- What the exercise asks: Your answer must be a single number: how many lines in the records include the word "Command".

------ Data

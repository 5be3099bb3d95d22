//! Build script for ora-dash
//!
//! Captures build identification information at compile time:
//! - Git commit hash (short form)
//! - Build timestamp
//! - Build profile (debug/release)

use std::process::Command;

fn main() {
    let git_hash = Command::new("git")
        .args(["rev-parse", "--short=8", "HEAD"])
        .output()
        .ok()
        .filter(|output| output.status.success())
        .and_then(|output| String::from_utf8(output.stdout).ok())
        .map(|s| s.trim().to_string())
        .unwrap_or_else(|| "unknown".to_string());

    let build_timestamp = chrono::Utc::now().to_rfc3339_opts(chrono::SecondsFormat::Secs, true);
    let profile = std::env::var("PROFILE").unwrap_or_else(|_| "unknown".to_string());

    println!("cargo:rustc-env=GIT_HASH={}", git_hash);
    println!("cargo:rustc-env=BUILD_TIMESTAMP={}", build_timestamp);
    println!("cargo:rustc-env=BUILD_PROFILE={}", profile);

    // No rerun-if-changed directives: Cargo reruns this on every build so the
    // hash and timestamp stay current
}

------------

- Result: 2